Pressure is mounting on the ECB to also buy sovereign bonds to honor President Mario Draghi’s pledge of adding as much as 1 trillion euros ($1.3 trillion) to the central bank’s balance sheet, pushing it back to levels recorded at the beginning of 2012. With both the European ABS and covered-bond markets smaller than in the U.S., Nagel said it’s “difficult to gain what is necessary to go back” there.

Structural Reforms

In any case, monetary policy can only buy time for governments to put their economies on a more solid footing, he said.

“Monetary policy cannot fix the structural issues of this region,” Nagel said. “Politics is in the driving seat, not monetary policy.”

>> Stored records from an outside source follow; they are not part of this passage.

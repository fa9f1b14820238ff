//! Error types for ISO9660 volume parsing and lookup.

use thiserror::Error;

use crate::medium::MediumError;

/// Errors that can occur while reading volume structures.
#[derive(Error, Debug)]
pub enum VolumeError {
    /// The backing medium failed to deliver the requested sectors.
    #[error("Medium error: {0}")]
    MediumError(MediumError),

    /// Parsing error occured during structure initialization
    #[error("BinRead Error: `{0}`")]
    BinReadError(binread::Error),

    /// The descriptor set ended before a primary volume descriptor was found.
    #[error("No primary volume descriptor found")]
    NoPrimaryDescriptor,

    /// A volume descriptor does not carry the `CD001` standard identifier.
    #[error("Invalid standard identifier `{0}` in volume descriptor at sector {1}")]
    InvalidIdentifier(String, u32),

    /// Only 2048-byte logical blocks are supported.
    #[error("Unsupported logical block size: `{0}`. Expected 2048")]
    InvalidBlockSize(u16),

    /// A directory record is truncated or overruns its sector.
    #[error("Invalid directory record in extent at LSN {0}")]
    InvalidDirectoryRecord(u32),

    /// No entry matches the path.
    #[error("`{0}` not found")]
    NotFound(String),

    /// The path names a file where a directory is required.
    #[error("`{0}` is not a directory")]
    NotADirectory(String),
}

/// Converts medium errors into VolumeError.
impl From<MediumError> for VolumeError {
    fn from(err: MediumError) -> Self {
        VolumeError::MediumError(err)
    }
}

/// Converts BinRead errors into VolumeError.
impl From<binread::Error> for VolumeError {
    fn from(err: binread::Error) -> Self {
        VolumeError::BinReadError(err)
    }
}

The euro-area economy stagnated in the second quarter and inflation, at 0.3 percent last month, isn’t seen returning to a goal of just under 2 percent before 2017. The Bundesbank, which forecast German growth of 1.9 percent this year in June, has become more pessimistic after gross domestic product shrank 0.2 percent in the second quarter.

“The second half of the year could be disappointing” in Germany, with the third quarter “probably rather subdued,” Nagel said.

After factory orders, industrial production and exports all declined in August by the most since 2009, the Economy Ministry last week reduced its 2014 GDP projection to 1.2 percent, and cut its 2015 estimate to 1.3 percent.